Delapan hari kemudian, Macron menerima pengunduran diri Attal setelah pertemuan di Elysee di Paris, tetapi sekali lagi memintanya untuk tetap menjabat sampai pemerintah baru terbentuk, yang berarti Prancis masih berada dalam ketidakpastian politik tanpa penerus yang jelas.

Baca juga : Perdana Menteri Prancis Gabriel Attal Ajukan Pengunduran Diri Setelah Kekalahan di Pemilu Parlemen

"Dalam rangka agar periode ini berakhir secepat mungkin, adalah tanggung jawab kekuatan Republikan untuk bekerja sama membangun kesatuan di sekitar proyek dan tindakan untuk melayani rakyat Prancis," kata Elysee dalam sebuah pernyataan.

Konstitusi Prancis menyatakan presiden menunjuk perdana menteri baru, tetapi tidak merinci bagaimana atau dalam jangka waktu berapa mereka harus melakukannya.

Sampai pemerintah baru ditunjuk, pemerintahan sementara akan menjabat, mampu merespons keadaan darurat tetapi tidak diberi wewenang untuk memberlakukan reformasi legislatif apa pun.

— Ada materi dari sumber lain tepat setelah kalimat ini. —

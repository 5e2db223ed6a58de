//! Request engine and transport layer for the THG Hosting API.
//!
//! # Overview
//!
//! The main types in this module are:
//!
//! - [`ThgHostingClient`]: holds credentials and drives every request
//! - [`ApiRequest`]: a request to be sent to the API
//! - [`ApiResponse`]: the normalized `{data, info}` result
//! - [`HttpMethod`]: the five accepted methods
//! - [`HttpTransport`]: the pluggable single-exchange transport
//! - [`ReqwestTransport`] / [`MockTransport`]: production and test transports
//! - [`Attachment`]: an inline base64 file attachment
//!
//! # Example
//!
//! ```rust,ignore
//! use thg_hosting::clients::{ApiRequest, HttpMethod, ThgHostingClient};
//!
//! let client = ThgHostingClient::new("my-token", None, None)?;
//!
//! let request = ApiRequest::builder(HttpMethod::Get, "billing/invoices")
//!     .argument("offset", 0)
//!     .argument("limit", 25)
//!     .build()?;
//!
//! let response = client.request(request).await?;
//! println!("{:?}", response.info["http_code"]);
//! ```
//!
//! # Request encoding
//!
//! GET requests with arguments carry them in the query string. Every other
//! request (and a GET without arguments) carries a JSON body with a matching
//! `Content-Length` header. Nothing is retried.

mod attachments;
mod errors;
mod http_client;
mod http_request;
mod http_response;
mod transport;

pub use attachments::{normalize, Attachment, AttachmentRecord, FileInput, ATTACHMENTS_KEY};
pub use errors::{AttachmentField, ClientError, TransportError};
pub use http_client::{PreparedRequest, ThgHostingClient, API_TOKEN_HEADER};
pub use http_request::{
    build_query, ApiRequest, ApiRequestBuilder, Arguments, HttpMethod, CONTENT_JSON,
};
pub use http_response::{ApiResponse, ResponseData};
pub use transport::{
    HttpTransport, InfoField, MockHandle, MockResponse, MockTransport, RecordedExchange,
    ReqwestTransport, ResponseBody, TransportInfo, TransportOption,
};
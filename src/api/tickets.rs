//! Support ticket endpoints.

use serde::Serialize;

use crate::api::to_arguments;
use crate::clients::{ApiRequest, ApiResponse, Arguments, ClientError, FileInput, HttpMethod, ThgHostingClient};

const TICKETS_ENDPOINT: &str = "tickets/";

/// A new support ticket for [`ThgHostingClient::create_ticket`].
#[derive(Debug, Clone, Serialize, Default, PartialEq, Eq)]
pub struct NewTicket {
    /// Message text of the ticket.
    pub body: String,
    /// Ticket subject line.
    pub subject: String,
    /// Department the ticket is filed under.
    pub department: u64,
    /// Ticket priority.
    pub priority: u32,
}

impl NewTicket {
    /// Creates a ticket in the default department with priority 0.
    #[must_use]
    pub fn new(subject: impl Into<String>, body: impl Into<String>) -> Self {
        Self {
            body: body.into(),
            subject: subject.into(),
            ..Self::default()
        }
    }

    /// Files the ticket under another department.
    #[must_use]
    pub const fn department(mut self, department: u64) -> Self {
        self.department = department;
        self
    }

    /// Sets the ticket priority.
    #[must_use]
    pub const fn priority(mut self, priority: u32) -> Self {
        self.priority = priority;
        self
    }
}

impl ThgHostingClient {
    /// Lists support tickets.
    ///
    /// # Errors
    ///
    /// See [`ThgHostingClient::request`].
    pub async fn get_tickets(&self) -> Result<ApiResponse, ClientError> {
        self.get(TICKETS_ENDPOINT, Arguments::new()).await
    }

    /// Opens a ticket, attaching `attachments` inline.
    ///
    /// # Errors
    ///
    /// Returns [`ClientError::MissingField`] or
    /// [`ClientError::InvalidAttachment`] if an attachment cannot be read;
    /// otherwise see [`ThgHostingClient::request`].
    pub async fn create_ticket(
        &self,
        ticket: &NewTicket,
        attachments: Vec<FileInput>,
    ) -> Result<ApiResponse, ClientError> {
        let request = ApiRequest::builder(HttpMethod::Post, TICKETS_ENDPOINT)
            .arguments(to_arguments(ticket)?)
            .files(attachments)
            .build()?;
        self.request(request).await
    }

    /// Lists the departments a ticket can be filed under.
    ///
    /// # Errors
    ///
    /// See [`ThgHostingClient::request`].
    pub async fn get_ticket_departments(&self) -> Result<ApiResponse, ClientError> {
        self.get(&format!("{TICKETS_ENDPOINT}queues"), Arguments::new())
            .await
    }

    /// Returns a ticket with its replies.
    ///
    /// # Errors
    ///
    /// See [`ThgHostingClient::request`].
    pub async fn get_ticket_details(&self, ticket_id: u64) -> Result<ApiResponse, ClientError> {
        self.get(&format!("{TICKETS_ENDPOINT}{ticket_id}"), Arguments::new())
            .await
    }

    /// Changes a ticket's priority, closing it when `close` is set.
    ///
    /// # Errors
    ///
    /// See [`ThgHostingClient::request`].
    pub async fn update_ticket(&self, ticket_id: u64, priority: u32, close: bool) -> Result<ApiResponse, ClientError> {
        let mut arguments = Arguments::new();
        arguments.insert("priority".to_string(), priority.into());
        if close {
            arguments.insert("status".to_string(), "close".into());
        }
        self.put(&format!("{TICKETS_ENDPOINT}{ticket_id}"), arguments)
            .await
    }

    /// Replies to a ticket, attaching `attachments` inline.
    ///
    /// # Errors
    ///
    /// Returns [`ClientError::MissingField`] or
    /// [`ClientError::InvalidAttachment`] if an attachment cannot be read;
    /// otherwise see [`ThgHostingClient::request`].
    pub async fn add_reply_to_ticket(
        &self,
        ticket_id: u64,
        body: &str,
        attachments: Vec<FileInput>,
    ) -> Result<ApiResponse, ClientError> {
        let request = ApiRequest::builder(
            HttpMethod::Post,
            format!("{TICKETS_ENDPOINT}{ticket_id}/comments"),
        )
        .argument("body", body)
        .files(attachments)
        .build()?;
        self.request(request).await
    }
}

#[cfg(test)]
mod tests {
    use super::*;
    use crate::api::test_support::{last, mock_client, url};
    use crate::clients::{AttachmentField, AttachmentRecord};
    use serde_json::json;

    fn record(file: &str, name: &str, mime: &str) -> FileInput {
        AttachmentRecord {
            file: Some(file.to_string()),
            name: Some(name.to_string()),
            mime: Some(mime.to_string()),
        }
        .into()
    }

    #[tokio::test]
    async fn test_create_ticket_with_defaults_and_attachment() {
        let (client, handle) = mock_client();
        let ticket = NewTicket::new("Disk failure", "Drive 2 reports SMART errors");

        client
            .create_ticket(&ticket, vec![record("ZGF0YQ==", "smart.log", "text/plain")])
            .await
            .unwrap();

        let exchange = last(&handle);
        assert_eq!(exchange.url(), Some(url("tickets/").as_str()));
        assert_eq!(
            exchange.json_body(),
            Some(json!({
                "body": "Drive 2 reports SMART errors",
                "subject": "Disk failure",
                "department": 0,
                "priority": 0,
                "attachments": [{"file": "ZGF0YQ==", "mime": "text/plain", "name": "smart.log"}]
            }))
        );
    }

    #[tokio::test]
    async fn test_create_ticket_with_incomplete_attachment_sends_nothing() {
        let (client, handle) = mock_client();
        let attachment = AttachmentRecord {
            file: Some("ZGF0YQ==".to_string()),
            name: None,
            mime: None,
        };

        let result = client
            .create_ticket(&NewTicket::new("s", "b"), vec![attachment.into()])
            .await;

        assert!(matches!(
            result,
            Err(ClientError::MissingField { field: AttachmentField::Name })
        ));
        assert_eq!(handle.execute_count(), 0);
    }

    #[tokio::test]
    async fn test_update_ticket_close_flag() {
        let (client, handle) = mock_client();

        client.update_ticket(8, 2, true).await.unwrap();
        let exchange = last(&handle);
        assert_eq!(exchange.method(), Some(HttpMethod::Put));
        assert_eq!(exchange.url(), Some(url("tickets/8/").as_str()));
        assert_eq!(exchange.json_body(), Some(json!({"priority": 2, "status": "close"})));

        client.update_ticket(8, 1, false).await.unwrap();
        assert_eq!(last(&handle).json_body(), Some(json!({"priority": 1})));
    }

    #[tokio::test]
    async fn test_reply_goes_to_comments() {
        let (client, handle) = mock_client();
        client.add_reply_to_ticket(8, "Thanks!", Vec::new()).await.unwrap();

        let exchange = last(&handle);
        assert_eq!(exchange.url(), Some(url("tickets/8/comments/").as_str()));
        assert_eq!(exchange.json_body(), Some(json!({"body": "Thanks!"})));
    }

    #[tokio::test]
    async fn test_departments_path() {
        let (client, handle) = mock_client();
        client.get_ticket_departments().await.unwrap();
        assert_eq!(last(&handle).url(), Some(url("tickets/queues/").as_str()));
    }
}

Baca juga : Gabriel Attal Jadi PM Termuda Prancis, Nyatakan Dirinya Gay 

Secara terpisah, anggota parlemen Prancis akan bertemu Kamis untuk memilih presiden Majelis Nasional, dalam dua pemungutan suara yang memerlukan mayoritas dari 577 kursi badan tersebut. Jika dua pemungutan suara pertama tidak memilih seseorang, kandidat dengan dukungan terbesar di parlemen akan dipilih dalam pemungutan suara ketiga.

Setelah pengunduran diri mereka, Attal dan sesama menteri yang merupakan anggota parlemen akan diizinkan untuk memberikan suara dalam pemilihan presiden Majelis Nasional, yang berpotensi memberikan suara penting dalam badan yang terpecah.

Presiden majelis memegang posisi yang sebanding dengan pembicara Dewan Perwakilan Rakyat, mengatur agenda legislatif dan mengarahkan penunjukan posisi komisi utama.

Baca juga : National Rally Menghadapi Kekecewaan di Paris

Tidak ada penerus yang jelas

Pengunduran diri Attal membuka jalan bagi Macron untuk menunjuk penerus, tidak ada kandidat yang jelas untuk menggantikannya. Majelis Nasional yang baru terpilih tampaknya akan terhambat setelah putaran kedua pemungutan suara menghasilkan parlemen yang tergantung.

Meskipun pemilihan tersebut tidak konklusif, hal itu dianggap sebagai kemenangan bagi arus utama Prancis dan sebagai ukuran dari keinginan besar pemilih untuk menjaga agar sayap kanan tidak berkuasa.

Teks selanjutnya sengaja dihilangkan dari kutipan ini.